---------- Data provided ----------
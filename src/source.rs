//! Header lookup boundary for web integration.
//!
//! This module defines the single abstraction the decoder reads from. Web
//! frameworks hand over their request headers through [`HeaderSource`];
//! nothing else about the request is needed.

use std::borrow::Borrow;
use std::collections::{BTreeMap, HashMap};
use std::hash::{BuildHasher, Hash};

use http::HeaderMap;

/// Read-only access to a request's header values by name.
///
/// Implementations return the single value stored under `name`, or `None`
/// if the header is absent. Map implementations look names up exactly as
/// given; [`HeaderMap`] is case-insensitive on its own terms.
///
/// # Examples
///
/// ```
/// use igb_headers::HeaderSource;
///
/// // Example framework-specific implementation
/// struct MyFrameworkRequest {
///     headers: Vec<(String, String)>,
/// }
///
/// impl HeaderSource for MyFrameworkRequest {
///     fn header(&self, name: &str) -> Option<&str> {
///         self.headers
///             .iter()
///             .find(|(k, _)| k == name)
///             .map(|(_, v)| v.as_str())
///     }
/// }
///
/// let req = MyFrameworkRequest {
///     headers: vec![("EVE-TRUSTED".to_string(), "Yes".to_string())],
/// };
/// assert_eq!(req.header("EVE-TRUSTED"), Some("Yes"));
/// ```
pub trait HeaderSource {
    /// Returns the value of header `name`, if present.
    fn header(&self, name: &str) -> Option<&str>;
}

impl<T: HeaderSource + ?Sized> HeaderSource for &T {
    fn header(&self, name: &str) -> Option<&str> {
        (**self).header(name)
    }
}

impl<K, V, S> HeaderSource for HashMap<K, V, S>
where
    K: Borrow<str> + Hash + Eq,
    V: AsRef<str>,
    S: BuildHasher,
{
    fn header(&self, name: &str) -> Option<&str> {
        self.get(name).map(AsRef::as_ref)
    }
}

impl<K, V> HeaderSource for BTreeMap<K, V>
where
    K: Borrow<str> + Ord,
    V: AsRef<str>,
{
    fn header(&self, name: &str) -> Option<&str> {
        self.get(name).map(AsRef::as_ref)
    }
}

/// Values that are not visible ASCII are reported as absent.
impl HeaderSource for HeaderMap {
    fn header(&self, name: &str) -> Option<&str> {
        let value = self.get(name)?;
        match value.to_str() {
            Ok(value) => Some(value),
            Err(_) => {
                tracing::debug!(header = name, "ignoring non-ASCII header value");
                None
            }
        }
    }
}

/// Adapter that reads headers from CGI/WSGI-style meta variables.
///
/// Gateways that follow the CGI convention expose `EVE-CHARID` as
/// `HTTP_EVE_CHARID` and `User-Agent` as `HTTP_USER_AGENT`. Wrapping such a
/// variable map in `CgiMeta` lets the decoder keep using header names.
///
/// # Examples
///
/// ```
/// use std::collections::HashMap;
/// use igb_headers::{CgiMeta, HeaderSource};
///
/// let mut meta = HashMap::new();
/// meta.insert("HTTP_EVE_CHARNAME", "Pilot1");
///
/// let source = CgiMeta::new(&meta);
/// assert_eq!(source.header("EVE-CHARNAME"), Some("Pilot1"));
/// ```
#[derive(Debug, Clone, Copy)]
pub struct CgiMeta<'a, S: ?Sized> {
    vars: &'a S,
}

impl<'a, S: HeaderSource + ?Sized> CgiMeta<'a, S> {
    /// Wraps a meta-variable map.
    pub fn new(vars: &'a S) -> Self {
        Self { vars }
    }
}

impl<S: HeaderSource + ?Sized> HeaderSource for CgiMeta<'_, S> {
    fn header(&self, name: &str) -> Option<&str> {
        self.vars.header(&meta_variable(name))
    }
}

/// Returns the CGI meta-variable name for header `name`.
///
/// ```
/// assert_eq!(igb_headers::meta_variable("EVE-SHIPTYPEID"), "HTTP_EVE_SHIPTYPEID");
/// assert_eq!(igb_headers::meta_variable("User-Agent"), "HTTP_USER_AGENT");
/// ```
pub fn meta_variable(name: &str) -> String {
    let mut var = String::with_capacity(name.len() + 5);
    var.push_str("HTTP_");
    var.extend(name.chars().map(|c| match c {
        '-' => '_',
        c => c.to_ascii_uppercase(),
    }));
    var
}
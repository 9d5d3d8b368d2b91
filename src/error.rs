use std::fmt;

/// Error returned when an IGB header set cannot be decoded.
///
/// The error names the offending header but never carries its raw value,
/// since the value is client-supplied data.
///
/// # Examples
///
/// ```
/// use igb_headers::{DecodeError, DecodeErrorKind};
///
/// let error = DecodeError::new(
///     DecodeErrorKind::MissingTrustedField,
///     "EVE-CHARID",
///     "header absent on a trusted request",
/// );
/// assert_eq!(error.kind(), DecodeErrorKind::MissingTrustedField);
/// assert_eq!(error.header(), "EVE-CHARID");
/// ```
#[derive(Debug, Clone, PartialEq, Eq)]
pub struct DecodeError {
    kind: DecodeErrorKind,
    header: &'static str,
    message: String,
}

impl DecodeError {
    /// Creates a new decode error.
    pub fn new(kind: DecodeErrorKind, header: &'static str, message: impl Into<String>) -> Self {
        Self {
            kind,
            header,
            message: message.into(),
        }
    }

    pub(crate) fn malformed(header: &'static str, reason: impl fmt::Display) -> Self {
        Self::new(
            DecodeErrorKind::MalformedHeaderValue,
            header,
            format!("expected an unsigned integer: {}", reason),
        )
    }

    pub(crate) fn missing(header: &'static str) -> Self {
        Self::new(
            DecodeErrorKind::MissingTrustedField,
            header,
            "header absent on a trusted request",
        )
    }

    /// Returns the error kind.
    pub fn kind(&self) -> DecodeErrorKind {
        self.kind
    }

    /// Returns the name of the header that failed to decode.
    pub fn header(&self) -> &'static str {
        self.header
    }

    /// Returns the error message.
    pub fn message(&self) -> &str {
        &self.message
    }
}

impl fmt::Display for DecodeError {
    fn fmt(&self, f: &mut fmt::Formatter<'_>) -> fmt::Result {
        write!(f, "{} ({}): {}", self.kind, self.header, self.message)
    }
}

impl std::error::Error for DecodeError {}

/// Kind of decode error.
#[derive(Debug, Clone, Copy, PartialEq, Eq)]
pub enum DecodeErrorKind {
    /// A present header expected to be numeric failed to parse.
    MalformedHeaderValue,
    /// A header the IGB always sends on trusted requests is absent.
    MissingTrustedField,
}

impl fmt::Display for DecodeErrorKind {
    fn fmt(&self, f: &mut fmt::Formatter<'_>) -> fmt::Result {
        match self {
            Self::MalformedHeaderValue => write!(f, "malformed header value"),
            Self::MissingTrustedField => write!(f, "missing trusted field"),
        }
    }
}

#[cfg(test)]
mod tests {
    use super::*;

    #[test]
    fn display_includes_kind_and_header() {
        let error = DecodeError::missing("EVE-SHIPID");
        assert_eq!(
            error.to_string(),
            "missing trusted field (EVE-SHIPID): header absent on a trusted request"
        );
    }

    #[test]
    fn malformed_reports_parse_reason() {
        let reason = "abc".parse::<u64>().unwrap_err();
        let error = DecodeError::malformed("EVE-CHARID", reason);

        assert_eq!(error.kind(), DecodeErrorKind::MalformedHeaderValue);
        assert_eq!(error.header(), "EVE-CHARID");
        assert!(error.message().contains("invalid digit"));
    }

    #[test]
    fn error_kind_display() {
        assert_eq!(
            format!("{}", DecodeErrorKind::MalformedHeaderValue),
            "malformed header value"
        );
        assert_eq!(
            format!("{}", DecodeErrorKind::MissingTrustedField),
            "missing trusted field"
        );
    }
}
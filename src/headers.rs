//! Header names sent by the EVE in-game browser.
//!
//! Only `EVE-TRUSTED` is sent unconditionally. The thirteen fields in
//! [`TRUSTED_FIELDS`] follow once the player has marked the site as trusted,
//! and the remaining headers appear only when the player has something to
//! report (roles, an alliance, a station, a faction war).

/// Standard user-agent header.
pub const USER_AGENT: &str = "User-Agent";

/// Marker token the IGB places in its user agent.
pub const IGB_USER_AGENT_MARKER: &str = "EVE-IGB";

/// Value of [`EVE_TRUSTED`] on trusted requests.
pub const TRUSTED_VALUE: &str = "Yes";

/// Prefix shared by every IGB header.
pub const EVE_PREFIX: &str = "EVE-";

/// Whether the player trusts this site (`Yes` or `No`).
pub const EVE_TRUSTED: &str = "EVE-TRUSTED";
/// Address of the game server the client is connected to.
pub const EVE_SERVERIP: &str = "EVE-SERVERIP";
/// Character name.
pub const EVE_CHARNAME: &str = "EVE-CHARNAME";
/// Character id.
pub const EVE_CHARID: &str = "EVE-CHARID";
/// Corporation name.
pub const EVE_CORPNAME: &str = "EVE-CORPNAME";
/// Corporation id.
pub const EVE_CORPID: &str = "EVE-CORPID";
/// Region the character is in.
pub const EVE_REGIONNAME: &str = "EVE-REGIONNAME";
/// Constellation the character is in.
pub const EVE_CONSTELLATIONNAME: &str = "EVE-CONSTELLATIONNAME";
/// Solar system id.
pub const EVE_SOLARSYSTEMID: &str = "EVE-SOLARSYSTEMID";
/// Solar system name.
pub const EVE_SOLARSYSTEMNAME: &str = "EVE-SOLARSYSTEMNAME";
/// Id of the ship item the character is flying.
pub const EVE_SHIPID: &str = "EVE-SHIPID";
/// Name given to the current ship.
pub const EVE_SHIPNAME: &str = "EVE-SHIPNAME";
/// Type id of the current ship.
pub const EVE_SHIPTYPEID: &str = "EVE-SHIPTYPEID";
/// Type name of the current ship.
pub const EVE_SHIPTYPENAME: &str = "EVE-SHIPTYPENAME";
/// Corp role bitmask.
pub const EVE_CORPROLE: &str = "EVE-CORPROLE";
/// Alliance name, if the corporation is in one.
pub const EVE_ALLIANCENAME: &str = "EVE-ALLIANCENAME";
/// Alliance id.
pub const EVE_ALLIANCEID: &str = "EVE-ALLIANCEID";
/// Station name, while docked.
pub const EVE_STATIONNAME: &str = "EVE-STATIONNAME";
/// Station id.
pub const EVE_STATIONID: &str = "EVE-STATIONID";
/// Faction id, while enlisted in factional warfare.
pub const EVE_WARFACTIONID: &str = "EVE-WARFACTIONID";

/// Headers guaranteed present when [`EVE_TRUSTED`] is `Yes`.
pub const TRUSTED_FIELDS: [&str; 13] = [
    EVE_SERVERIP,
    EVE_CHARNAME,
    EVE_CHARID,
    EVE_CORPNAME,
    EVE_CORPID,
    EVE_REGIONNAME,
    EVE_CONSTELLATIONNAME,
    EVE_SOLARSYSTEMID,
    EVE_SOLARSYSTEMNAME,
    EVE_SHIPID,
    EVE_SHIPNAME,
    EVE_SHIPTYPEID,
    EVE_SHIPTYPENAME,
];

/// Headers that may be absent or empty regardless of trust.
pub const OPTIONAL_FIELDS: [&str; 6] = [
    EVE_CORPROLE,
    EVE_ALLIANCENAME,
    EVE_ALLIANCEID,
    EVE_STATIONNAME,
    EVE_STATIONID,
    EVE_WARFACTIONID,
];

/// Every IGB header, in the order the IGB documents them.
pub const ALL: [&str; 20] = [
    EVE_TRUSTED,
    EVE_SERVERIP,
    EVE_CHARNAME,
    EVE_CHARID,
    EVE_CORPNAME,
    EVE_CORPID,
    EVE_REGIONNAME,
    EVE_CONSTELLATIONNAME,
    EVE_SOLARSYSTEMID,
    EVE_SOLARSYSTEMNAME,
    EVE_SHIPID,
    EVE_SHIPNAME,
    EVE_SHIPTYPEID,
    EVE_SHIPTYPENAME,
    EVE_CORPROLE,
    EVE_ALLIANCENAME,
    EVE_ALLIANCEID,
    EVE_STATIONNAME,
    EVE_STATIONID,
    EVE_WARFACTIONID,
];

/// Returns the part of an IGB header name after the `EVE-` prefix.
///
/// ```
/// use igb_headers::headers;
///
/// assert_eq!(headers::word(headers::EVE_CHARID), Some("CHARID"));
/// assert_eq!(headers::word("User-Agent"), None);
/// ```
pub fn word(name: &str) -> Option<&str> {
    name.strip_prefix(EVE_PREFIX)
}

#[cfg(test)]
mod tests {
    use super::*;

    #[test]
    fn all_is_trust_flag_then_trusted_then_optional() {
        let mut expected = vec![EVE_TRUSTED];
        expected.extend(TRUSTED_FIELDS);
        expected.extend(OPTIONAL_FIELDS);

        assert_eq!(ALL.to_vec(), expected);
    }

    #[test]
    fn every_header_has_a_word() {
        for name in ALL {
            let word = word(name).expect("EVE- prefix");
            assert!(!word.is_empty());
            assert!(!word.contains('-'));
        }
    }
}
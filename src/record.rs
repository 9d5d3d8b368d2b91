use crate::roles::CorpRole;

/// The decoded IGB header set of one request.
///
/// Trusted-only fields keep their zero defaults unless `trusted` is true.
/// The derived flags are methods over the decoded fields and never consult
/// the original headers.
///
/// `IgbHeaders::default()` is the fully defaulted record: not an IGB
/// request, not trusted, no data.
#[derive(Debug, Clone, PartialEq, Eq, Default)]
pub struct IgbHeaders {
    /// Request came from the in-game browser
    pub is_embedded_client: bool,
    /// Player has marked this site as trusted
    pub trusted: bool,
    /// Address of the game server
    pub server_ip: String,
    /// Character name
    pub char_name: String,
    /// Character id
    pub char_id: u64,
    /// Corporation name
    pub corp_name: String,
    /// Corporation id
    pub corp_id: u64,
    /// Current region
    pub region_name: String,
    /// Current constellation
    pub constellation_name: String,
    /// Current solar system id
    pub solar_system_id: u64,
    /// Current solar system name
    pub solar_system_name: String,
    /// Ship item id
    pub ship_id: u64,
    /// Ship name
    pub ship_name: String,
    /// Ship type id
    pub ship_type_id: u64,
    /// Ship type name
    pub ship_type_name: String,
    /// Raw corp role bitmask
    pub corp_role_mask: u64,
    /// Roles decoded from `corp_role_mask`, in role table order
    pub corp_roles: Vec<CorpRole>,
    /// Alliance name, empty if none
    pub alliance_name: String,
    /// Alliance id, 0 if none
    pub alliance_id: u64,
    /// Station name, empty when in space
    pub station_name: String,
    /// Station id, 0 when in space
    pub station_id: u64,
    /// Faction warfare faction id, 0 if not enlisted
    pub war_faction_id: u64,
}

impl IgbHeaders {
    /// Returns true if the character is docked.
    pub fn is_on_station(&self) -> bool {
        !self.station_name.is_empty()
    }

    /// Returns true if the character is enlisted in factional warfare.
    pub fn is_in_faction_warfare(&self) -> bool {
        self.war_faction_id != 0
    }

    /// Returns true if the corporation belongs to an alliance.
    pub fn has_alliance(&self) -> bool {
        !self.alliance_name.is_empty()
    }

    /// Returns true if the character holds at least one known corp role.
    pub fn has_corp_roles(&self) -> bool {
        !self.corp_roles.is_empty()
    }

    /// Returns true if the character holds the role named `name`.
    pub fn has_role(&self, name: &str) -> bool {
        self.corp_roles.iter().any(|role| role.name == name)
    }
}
----------
Task description: Counting the lines above that hold "decoded", reply with the number and no other words.

Output of the exercise: 4